Specialists also point out that women, more than men, are more likely to see a doctor about this type of condition. For a better understanding of dysautonomia, however, there are five things you should know.

  • The causes are still unknown

In younger patients, the origin of dysautonomia is still very unclear. According to López, studies show that some groups of families are genetically predisposed to develop the condition. In other cases, however, the reasons are more evident. “For example, there is a form of dysautonomia in diabetic patients that manifests along with blood pressure and heart rate conditions. Yet there are also rare forms of this condition that are very specific and less common”.

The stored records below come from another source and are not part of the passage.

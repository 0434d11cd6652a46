//! Static route compilation.
//!
//! This file derives, for every node of a frozen topology, the minimal
//! loop-free set of static routes covering every subnet the node is not
//! directly attached to. The algorithm is shape-agnostic: it runs a
//! breadth-first search per router over the router adjacency graph,
//! visiting neighbors in structural-index order so equal-cost choices
//! always resolve to the lowest-index neighbor. The left/right partition
//! of a chain and the route pairs of a two-router star both fall out of
//! the same pass.
//!
//! Hosts get exactly one default route via the lowest-index router on
//! their subnet; the sink node of a chain is a forwarding node like any
//! other router and its table is derived by the same search.

use std::collections::{BTreeMap, VecDeque};
use std::net::Ipv4Addr;

use ipnet::Ipv4Net;
use log::debug;

use crate::topology::{NodeId, Role, Route, Topology};

/// Compiled routing tables, one per node, keyed in creation order.
pub type RouteMap = BTreeMap<NodeId, Vec<Route>>;

/// Route compilation errors
#[derive(Debug, thiserror::Error)]
pub enum CompileError {
    #[error("no route to subnet {subnet} from node '{node}'")]
    UnreachableSubnet { node: String, subnet: Ipv4Net },
    #[error(
        "ambiguous next hop from '{node}' toward subnet {subnet}: \
         parallel attachments to the same neighbor"
    )]
    AmbiguousNextHop { node: String, subnet: Ipv4Net },
}

/// A usable hop to an adjacent router: the local egress interface index
/// and the peer's address on the shared subnet.
#[derive(Debug, Clone, Copy)]
struct Hop {
    egress: usize,
    next_hop: Ipv4Addr,
}

type AdjacencyMap = BTreeMap<NodeId, BTreeMap<NodeId, Vec<Hop>>>;

/// Compile the complete routing table of every node.
///
/// The result holds exactly one route per non-directly-connected subnet on
/// each router, sorted by destination, and one default route per host.
/// Tables are all-or-nothing: a disconnected topology fails instead of
/// producing a partial result.
pub fn compile_routes(topology: &Topology) -> Result<RouteMap, CompileError> {
    let adjacency = router_adjacency(topology);
    let mut tables = RouteMap::new();
    for (id, node) in topology.nodes() {
        let routes = match node.role {
            Role::Router => compile_router(topology, &adjacency, id)?,
            Role::Host => compile_host(topology, id)?,
        };
        debug!("Compiled {} routes for '{}'", routes.len(), node.name);
        tables.insert(id, routes);
    }
    Ok(tables)
}

/// Build the router-to-router adjacency map from point-to-point links and
/// shared segments. Every router gets an entry, even if isolated.
fn router_adjacency(topology: &Topology) -> AdjacencyMap {
    let mut adjacency: AdjacencyMap = topology
        .router_order()
        .iter()
        .map(|&id| (id, BTreeMap::new()))
        .collect();

    let mut connect = |a: crate::topology::Endpoint, b: crate::topology::Endpoint| {
        if !topology.node(a.node).is_router() || !topology.node(b.node).is_router() {
            return;
        }
        let peer_addr = topology.endpoint_interface(b).ip();
        adjacency
            .get_mut(&a.node)
            .expect("router adjacency is pre-seeded")
            .entry(b.node)
            .or_default()
            .push(Hop {
                egress: a.iface,
                next_hop: peer_addr,
            });
    };

    for link in topology.links() {
        connect(link.a, link.b);
        connect(link.b, link.a);
    }
    for segment in topology.segments() {
        for &a in &segment.members {
            for &b in &segment.members {
                if a.node != b.node {
                    connect(a, b);
                }
            }
        }
    }
    adjacency
}

/// One router's table: BFS over the router graph, then one route per
/// foreign subnet via the owner at minimum `(distance, first-hop index)`.
fn compile_router(
    topology: &Topology,
    adjacency: &AdjacencyMap,
    router: NodeId,
) -> Result<Vec<Route>, CompileError> {
    let node = topology.node(router);

    // BFS with neighbors visited in structural order. The first visit of a
    // node therefore carries the lowest-index first hop among all
    // shortest paths, which is exactly the tie-break rule.
    let mut distance: BTreeMap<NodeId, usize> = BTreeMap::new();
    let mut first_hop: BTreeMap<NodeId, NodeId> = BTreeMap::new();
    let mut queue = VecDeque::new();
    distance.insert(router, 0);
    for &neighbor in adjacency[&router].keys() {
        if !distance.contains_key(&neighbor) {
            distance.insert(neighbor, 1);
            first_hop.insert(neighbor, neighbor);
            queue.push_back(neighbor);
        }
    }
    while let Some(current) = queue.pop_front() {
        for &next in adjacency[&current].keys() {
            if !distance.contains_key(&next) {
                distance.insert(next, distance[&current] + 1);
                first_hop.insert(next, first_hop[&current]);
                queue.push_back(next);
            }
        }
    }

    let mut routes = Vec::new();
    for &subnet in topology.subnets() {
        if node.connects_to(subnet) {
            // Directly connected subnets stay implicit
            continue;
        }

        let mut best: Option<(usize, NodeId)> = None;
        for &owner in topology.router_order() {
            if owner == router || !topology.node(owner).connects_to(subnet) {
                continue;
            }
            let Some(&dist) = distance.get(&owner) else {
                continue;
            };
            let candidate = (dist, first_hop[&owner]);
            if best.map_or(true, |current| candidate < current) {
                best = Some(candidate);
            }
        }
        let Some((_, hop)) = best else {
            return Err(CompileError::UnreachableSubnet {
                node: node.name.clone(),
                subnet,
            });
        };

        let options = &adjacency[&router][&hop];
        if options.len() > 1 {
            // Parallel attachments to the chosen neighbor: the structural
            // tie-break cannot pick an egress, so reject the shape
            return Err(CompileError::AmbiguousNextHop {
                node: node.name.clone(),
                subnet,
            });
        }
        let via = options[0];
        routes.push(Route {
            destination: subnet,
            next_hop: via.next_hop,
            interface: node.interfaces[via.egress].name.clone(),
        });
    }

    routes.sort_by_key(|route| route.destination);
    Ok(routes)
}

/// One host's table: a single default route via the lowest-index router on
/// its subnet, mirroring the emulator's `defaultRoute` parameter.
fn compile_host(topology: &Topology, host: NodeId) -> Result<Vec<Route>, CompileError> {
    let node = topology.node(host);
    let Some(iface) = node.interfaces.first() else {
        return Ok(Vec::new());
    };
    let subnet = iface.subnet();

    let has_foreign = topology.subnets().iter().any(|&s| s != subnet);
    if !has_foreign {
        return Ok(Vec::new());
    }

    for &router in topology.router_order() {
        if let Some(gateway) = topology
            .node(router)
            .interfaces
            .iter()
            .find(|i| i.subnet() == subnet)
        {
            return Ok(vec![Route {
                destination: default_destination(),
                next_hop: gateway.ip(),
                interface: iface.name.clone(),
            }]);
        }
    }

    let unreachable = topology
        .subnets()
        .iter()
        .copied()
        .find(|&s| s != subnet)
        .expect("a foreign subnet exists when has_foreign holds");
    Err(CompileError::UnreachableSubnet {
        node: node.name.clone(),
        subnet: unreachable,
    })
}

fn default_destination() -> Ipv4Net {
    Ipv4Net::new(Ipv4Addr::UNSPECIFIED, 0).expect("/0 is a valid IPv4 prefix length")
}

  • When is it time to be concerned?

The evidence is clear that dysautonomia can occur at any age. In its early stages, Dr. López notes the following symptoms: dizziness when standing or when changing positions (from sitting to standing or lying down to sitting up), weakness in the legs, perspiration, a loss of consciousness, heart palpitations (tachycardia), and even low blood pressure. The U.S. National Library of Medicine warns that people with dysautonomia tend to feel fatigued and weak, their eyelids appear to be inflamed or droopy, and they are very drowsy and even pallid. In general, their feet and hands are always cold and their forehead tends to be sweaty.

  • Not age-specific

According to Dr. López, about 25% of the world’s population may have symptoms of dysautonomia at some point in their lives. Even once a diagnosis is made, a long period of time can go by without symptoms manifesting and then a relapse can happen. The patient must therefore learn to live with this and of course lead a healthy lifestyle. With that in mind, things like getting good sleep, eating healthy and leading a low-stress life can help keep this condition under control.

  •  How is it diagnosed?

This depends on the individual’s age and situation. With younger populations, dysautonomia is diagnosed by discussing symptoms with a doctor and getting a clinical exam. Other patients will need tests such as the Tilt-table Test which attempts to simulate a situation in which the patient loses consciousness. With older populations, their blood pressure is taken while they are in different positions or they an ambulatory blood pressure monitoring device will be used. There are also specialized tests designed exclusively for certain groups of patients that are clinically harder to diagnose.

  • Keys to treating it

Drink plenty of liquids between 2 to 3 liters of water a day and increase your salt intake. When you drink a lot of water, the body’s normal response is to release this liquid and urinate frequently. When this happens in conjunction with a higher salt intake, the kidney exchanges a molecule of salt for a molecule of water, which helps retain the water to eliminate the extra salt. This increases the volume of blood in the blood vessels and reduces susceptibility to low blood pressure,” Dr. López indicates. Doing exercise daily is also recommended. As a final suggestion, do not postpone meals; to avoid symptoms from manifesting, try to eat smaller amounts more frequently.

Fatigue: a visible sign People with dysautonomia may appear to be weak and lazy, as they will feel the need to lay down for long periods of time. This is due to the symptoms of fatigue this condition causes.